[Task item]:
For each line of the data below that contains "CountingTransport", return that line.

[Stored items]
::::

use crate::chain::Next;
use crate::error::FetchError;
use crate::middleware::{Entry, Middleware, MiddlewareFuture, MiddlewareOptions};
use crate::request::Request;
use crate::response::Response;
use async_trait::async_trait;
use bytes::Bytes;
use http_body_util::{BodyExt, Full};
use hyper_util::client::legacy::Client;
use hyper_util::client::legacy::connect::HttpConnector;
use hyper_util::rt::TokioExecutor;
use std::sync::Arc;

/// Terminal network capability invoked by the last link of every chain.
///
/// The pipeline never interprets what comes back: the transport's response,
/// or its error, is the chain's result as-is.
#[async_trait]
pub trait Transport: Send + Sync {
    async fn send(&self, request: Request) -> Result<Response, FetchError>;
}

/// Production transport backed by the hyper client.
pub struct HyperTransport {
    client: Client<HttpConnector, Full<Bytes>>,
}

impl HyperTransport {
    pub fn new() -> Self {
        Self {
            client: Client::builder(TokioExecutor::new()).build_http(),
        }
    }
}

impl Default for HyperTransport {
    fn default() -> Self {
        Self::new()
    }
}

#[async_trait]
impl Transport for HyperTransport {
    async fn send(&self, request: Request) -> Result<Response, FetchError> {
        let response = self
            .client
            .request(request)
            .await
            .map_err(FetchError::transport)?;

        Ok(response.map(BodyExt::boxed))
    }
}

/// Synthetic last chain link: hands the request to the transport. It never
/// receives a usable continuation and has no options.
struct TerminalLink {
    transport: Arc<dyn Transport>,
}

impl Middleware for TerminalLink {
    fn handle(
        &self,
        request: Request,
        _next: Option<Next>,
        _options: Option<MiddlewareOptions>,
    ) -> MiddlewareFuture {
        log::debug!("{} {}", request.method(), request.uri());
        let transport = self.transport.clone();
        Box::pin(async move { transport.send(request).await })
    }
}

pub(crate) fn terminal_entry(transport: Arc<dyn Transport>) -> Entry {
    Entry::new("transport", Arc::new(TerminalLink { transport }), None)
}
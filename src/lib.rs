//! # fetch_rs
//!
//! An extensible fetch pipeline: an ordered chain of named middleware
//! wrapped around a terminal network [`Transport`], so cross-cutting
//! request behaviors (auth headers, retries, caching) compose without
//! touching call sites.
//!
//! A [`Dispatcher`] owns the installed middleware list. Each fetch builds a
//! private chain (the installed entries plus a terminal transport link)
//! and hands the request to the first link. Every link decides whether to
//! forward to the rest of the chain via [`Next::run`] or to answer the
//! request itself, which skips everything after it, transport included.
//!
//! ## Quick start
//!
//! ```rust,no_run
//! use fetch_rs::{Dispatcher, MiddlewareDescriptor, forward};
//!
//! #[tokio::main]
//! async fn main() -> Result<(), fetch_rs::FetchError> {
//!     let mut dispatcher = Dispatcher::default();
//!
//!     dispatcher.register(MiddlewareDescriptor::new(
//!         "auth",
//!         |mut request: fetch_rs::Request,
//!          next: Option<fetch_rs::Next>,
//!          _options: Option<fetch_rs::MiddlewareOptions>| {
//!             request.headers_mut().insert(
//!                 hyper::header::AUTHORIZATION,
//!                 hyper::header::HeaderValue::from_static("Bearer token"),
//!             );
//!             forward(request, next)
//!         },
//!     ))?;
//!
//!     let response = dispatcher.fetch("http://localhost:8080/data", None).await?;
//!     println!("{}", response.status());
//!     Ok(())
//! }
//! ```
//!
//! ## Scoped middleware
//!
//! [`Dispatcher::with_added`] and [`Dispatcher::with_removed`] derive a new
//! dispatcher and never mutate the receiver, so one call site can adjust
//! the chain for itself while everyone else keeps the original behavior.
//!
//! ## The default instance
//!
//! A process-wide dispatcher backed by [`HyperTransport`] is available
//! through the free functions [`fetch`], [`register`], [`with_added`] and
//! [`with_removed`]. It is created on first use, lives for the process, and
//! is reset only by replacing it wholesale via [`replace_default`].
//! Anything that should not share process state constructs its own
//! [`Dispatcher`] instead; behavior is identical.

mod chain;
mod dispatcher;
mod error;
mod middleware;
mod request;
mod response;
mod transport;

pub use chain::{Next, forward};
pub use dispatcher::{Dispatcher, Placement};
pub use error::FetchError;
pub use middleware::{Middleware, MiddlewareDescriptor, MiddlewareFuture, MiddlewareOptions};
pub use request::{FetchTarget, Request, RequestOptions};
pub use response::{Body, Response, empty_body, full_body};
pub use transport::{HyperTransport, Transport};

use futures_util::future::BoxFuture;
use once_cell::sync::Lazy;
use std::sync::RwLock;

// Process-wide default dispatcher, created on first use.
static DEFAULT_DISPATCHER: Lazy<RwLock<Dispatcher>> =
    Lazy::new(|| RwLock::new(Dispatcher::default()));

/// Runs a fetch through the process-wide default dispatcher.
pub fn fetch(
    target: impl Into<FetchTarget>,
    options: Option<RequestOptions>,
) -> BoxFuture<'static, Result<Response, FetchError>> {
    DEFAULT_DISPATCHER.read().unwrap().fetch(target, options)
}

/// Installs a middleware on the process-wide default dispatcher.
pub fn register(descriptor: MiddlewareDescriptor) -> Result<(), FetchError> {
    DEFAULT_DISPATCHER.write().unwrap().register(descriptor)
}

/// Derives from the process-wide default dispatcher with `descriptor`
/// added. The default instance is untouched.
pub fn with_added(
    descriptor: MiddlewareDescriptor,
    placement: Placement,
) -> Result<Dispatcher, FetchError> {
    DEFAULT_DISPATCHER
        .read()
        .unwrap()
        .with_added(descriptor, placement)
}

/// Derives from the process-wide default dispatcher with every entry named
/// `name` removed. The default instance is untouched.
pub fn with_removed(name: &str) -> Result<Dispatcher, FetchError> {
    DEFAULT_DISPATCHER.read().unwrap().with_removed(name)
}

/// Snapshot of the process-wide default dispatcher.
pub fn default_dispatcher() -> Dispatcher {
    DEFAULT_DISPATCHER.read().unwrap().clone()
}

/// Replaces the process-wide default dispatcher: the way to install a
/// custom transport, or to clear every registered middleware at once.
pub fn replace_default(dispatcher: Dispatcher) {
    *DEFAULT_DISPATCHER.write().unwrap() = dispatcher;
}
use crate::chain;
use crate::error::FetchError;
use crate::middleware::{self, Entry, MiddlewareDescriptor};
use crate::request::{self, FetchTarget, RequestOptions};
use crate::response::Response;
use crate::transport::{HyperTransport, Transport};
use futures_util::future::BoxFuture;
use std::fmt;
use std::sync::Arc;

/// Where [`Dispatcher::with_added`] places the new middleware relative to
/// the already-installed entries.
#[derive(Debug, Clone, Copy, Default, PartialEq, Eq)]
pub enum Placement {
    /// After all installed entries (the default).
    #[default]
    Append,
    /// Before all installed entries.
    Prepend,
}

/// Ordered middleware pipeline around a terminal [`Transport`].
///
/// [`register`](Dispatcher::register) mutates the receiver and applies to
/// every later fetch through it. [`with_added`](Dispatcher::with_added) and
/// [`with_removed`](Dispatcher::with_removed) never touch the receiver:
/// they derive a new dispatcher with a copied entry list, so a call site
/// can scope extra middleware to itself without affecting anyone sharing
/// the original.
#[derive(Clone)]
pub struct Dispatcher {
    entries: Vec<Entry>,
    transport: Arc<dyn Transport>,
}

impl Default for Dispatcher {
    fn default() -> Self {
        Self::new(HyperTransport::new())
    }
}

impl fmt::Debug for Dispatcher {
    fn fmt(&self, f: &mut fmt::Formatter<'_>) -> fmt::Result {
        f.debug_struct("Dispatcher")
            .field("middlewares", &self.middleware_names().collect::<Vec<_>>())
            .finish()
    }
}

impl Dispatcher {
    pub fn new(transport: impl Transport + 'static) -> Self {
        Self {
            entries: Vec::new(),
            transport: Arc::new(transport),
        }
    }

    /// Installs a middleware at the end of this dispatcher's list.
    ///
    /// Fails with [`FetchError::InvalidArgument`] if the descriptor does
    /// not verify.
    pub fn register(&mut self, descriptor: MiddlewareDescriptor) -> Result<(), FetchError> {
        let entry = middleware::verify(descriptor)?;
        log::debug!("registered middleware `{}`", entry.name);
        self.entries.push(entry);
        Ok(())
    }

    /// Returns a new dispatcher with `descriptor` added, leaving this one
    /// untouched.
    pub fn with_added(
        &self,
        descriptor: MiddlewareDescriptor,
        placement: Placement,
    ) -> Result<Dispatcher, FetchError> {
        let entry = middleware::verify(descriptor)?;
        let mut derived = self.clone();
        match placement {
            Placement::Prepend => derived.entries.insert(0, entry),
            Placement::Append => derived.entries.push(entry),
        }

        Ok(derived)
    }

    /// Returns a new dispatcher without any entry named `name`, leaving
    /// this one untouched. A name that matches nothing yields a plain copy,
    /// not an error.
    pub fn with_removed(&self, name: &str) -> Result<Dispatcher, FetchError> {
        if name.is_empty() {
            return Err(FetchError::invalid(
                "Middleware name must be a non-empty string",
            ));
        }

        let mut derived = self.clone();
        derived.entries.retain(|entry| entry.name != name);
        Ok(derived)
    }

    /// Runs the chain: every installed middleware in registration order,
    /// then the transport.
    ///
    /// The future resolves to whatever the chain produces: the transport's
    /// response untouched when every link forwards, or the synthesized
    /// result of a short-circuiting link. Malformed input (an unparseable
    /// URL) surfaces as an `Err` from the future, never as a panic, so
    /// callers await this uniformly.
    pub fn fetch(
        &self,
        target: impl Into<FetchTarget>,
        options: Option<RequestOptions>,
    ) -> BoxFuture<'static, Result<Response, FetchError>> {
        // Snapshot before anything runs, so registrations landing while
        // this call is in flight cannot reshape its chain.
        let head = chain::build(&self.entries, self.transport.clone());
        let target = target.into();

        Box::pin(async move {
            let request = request::into_request(target, options)?;
            head.run(request).await
        })
    }

    /// Number of installed middleware entries.
    pub fn middleware_count(&self) -> usize {
        self.entries.len()
    }

    pub(crate) fn middleware_names(&self) -> impl Iterator<Item = &str> {
        self.entries.iter().map(|entry| entry.name.as_str())
    }
}
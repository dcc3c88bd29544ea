use crate::error::FetchError;
use crate::middleware::{Entry, MiddlewareFuture};
use crate::request::Request;
use crate::transport::{Transport, terminal_entry};
use std::sync::Arc;

/// Continuation over the remainder of a per-fetch chain.
///
/// A `Next` is an immutable view of the chain plus a cursor. It is consumed
/// by value: once a handler calls [`run`](Next::run) (or drops it), there is
/// no way back into earlier links. Traversal is single-pass and
/// forward-only.
pub struct Next {
    chain: Arc<[Entry]>,
    cursor: usize,
}

impl Next {
    /// Invokes the link at the cursor, handing it a continuation over the
    /// links after it. The last link receives no continuation.
    pub fn run(self, request: Request) -> MiddlewareFuture {
        let next = if self.cursor + 1 < self.chain.len() {
            Some(Next {
                chain: self.chain.clone(),
                cursor: self.cursor + 1,
            })
        } else {
            None
        };

        self.chain[self.cursor].invoke(request, next)
    }
}

/// Forwards the request to the rest of the chain, failing if this was the
/// last link. Convenience for passthrough-style handlers.
pub fn forward(request: Request, next: Option<Next>) -> MiddlewareFuture {
    match next {
        Some(next) => next.run(request),
        None => Box::pin(async { Err(FetchError::invalid("No further chain link to forward to")) }),
    }
}

/// Builds the runtime chain for one fetch: a snapshot of the installed
/// entries with the terminal transport link appended, positioned at link 0.
pub(crate) fn build(entries: &[Entry], transport: Arc<dyn Transport>) -> Next {
    let mut chain = Vec::with_capacity(entries.len() + 1);
    chain.extend_from_slice(entries);
    chain.push(terminal_entry(transport));

    Next {
        chain: chain.into(),
        cursor: 0,
    }
}

#[cfg(test)]
mod tests {
    use super::*;
    use crate::middleware::{MiddlewareDescriptor, MiddlewareOptions, verify};
    use crate::response::Response;
    use async_trait::async_trait;
    use hyper::StatusCode;
    use std::sync::atomic::{AtomicUsize, Ordering};

    #[derive(Clone, Default)]
    struct CountingTransport {
        calls: Arc<AtomicUsize>,
    }

    #[async_trait]
    impl Transport for CountingTransport {
        async fn send(&self, _request: Request) -> Result<Response, FetchError> {
            self.calls.fetch_add(1, Ordering::SeqCst);
            Ok(hyper::Response::builder()
                .status(StatusCode::OK)
                .body(crate::response::full_body("ok"))
                .unwrap())
        }
    }

    fn request() -> Request {
        hyper::Request::builder()
            .uri("/path/to/data")
            .body(http_body_util::Full::new(bytes::Bytes::new()))
            .unwrap()
    }

    #[tokio::test]
    async fn bare_chain_reaches_the_transport() {
        let transport = CountingTransport::default();
        let head = build(&[], Arc::new(transport.clone()));

        let response = head.run(request()).await.unwrap();

        assert_eq!(response.status(), StatusCode::OK);
        assert_eq!(transport.calls.load(Ordering::SeqCst), 1);
    }

    #[tokio::test]
    async fn links_before_the_terminal_receive_a_continuation() {
        let saw_next = Arc::new(AtomicUsize::new(0));
        let entry = verify(MiddlewareDescriptor::new("probe", {
            let saw_next = saw_next.clone();
            move |request: Request, next: Option<Next>, _options: Option<MiddlewareOptions>| {
                if next.is_some() {
                    saw_next.fetch_add(1, Ordering::SeqCst);
                }
                forward(request, next)
            }
        }))
        .unwrap();

        let transport = CountingTransport::default();
        build(&[entry], Arc::new(transport.clone()))
            .run(request())
            .await
            .unwrap();

        assert_eq!(saw_next.load(Ordering::SeqCst), 1);
        assert_eq!(transport.calls.load(Ordering::SeqCst), 1);
    }

    #[tokio::test]
    async fn forward_without_a_continuation_fails() {
        let result = forward(request(), None).await;
        assert!(matches!(result, Err(FetchError::InvalidArgument(_))));
    }
}
use crate::toc::TOC_MARKER;

/// Place the TOC at the first marker in `body`, or in front of it.
///
/// Later markers are left in the text as they are.
pub fn merge(toc: &str, body: &str) -> String {
    if body.contains(TOC_MARKER) {
        body.replacen(TOC_MARKER, toc, 1)
    } else {
        let mut output = String::with_capacity(toc.len() + body.len() + 1);
        output.push_str(toc);
        output.push('\n');
        output.push_str(body);
        output
    }
}
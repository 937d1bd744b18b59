use crate::toc::heading::Heading;
use crate::toc::TocStyle;

/// Rebuild a heading line with an anchor in front of its content
pub fn anchored_heading_line(heading: &Heading, style: TocStyle, numbering: bool) -> String {
    let level = heading.level;
    let label = match (style, numbering, &heading.number) {
        (TocStyle::Div, true, Some(number)) => {
            format!("<span class=\"numbering\">{}</span>&nbsp;{}", number, heading.content)
        }
        _ => heading.content.clone(),
    };

    format!("<h{}><a name=\"{}\"></a>{}</h{}>", level, heading.anchor, label, level)
}

/// Return a copy of `lines` with every level 1-3 heading line rewritten
pub fn inject_anchors<S: AsRef<str>>(
    lines: &[S],
    headings: &[Heading],
    style: TocStyle,
    numbering: bool,
) -> Vec<String> {
    let mut output: Vec<String> = lines.iter().map(|line| line.as_ref().to_string()).collect();

    for heading in headings.iter().filter(|h| h.in_toc()) {
        if let Some(line) = output.get_mut(heading.line_index) {
            *line = anchored_heading_line(heading, style, numbering);
        }
    }

    output
}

::::

[Exercise result]:
    struct CountingTransport {
    impl Transport for CountingTransport {
        let transport = CountingTransport::default();
        let transport = CountingTransport::default();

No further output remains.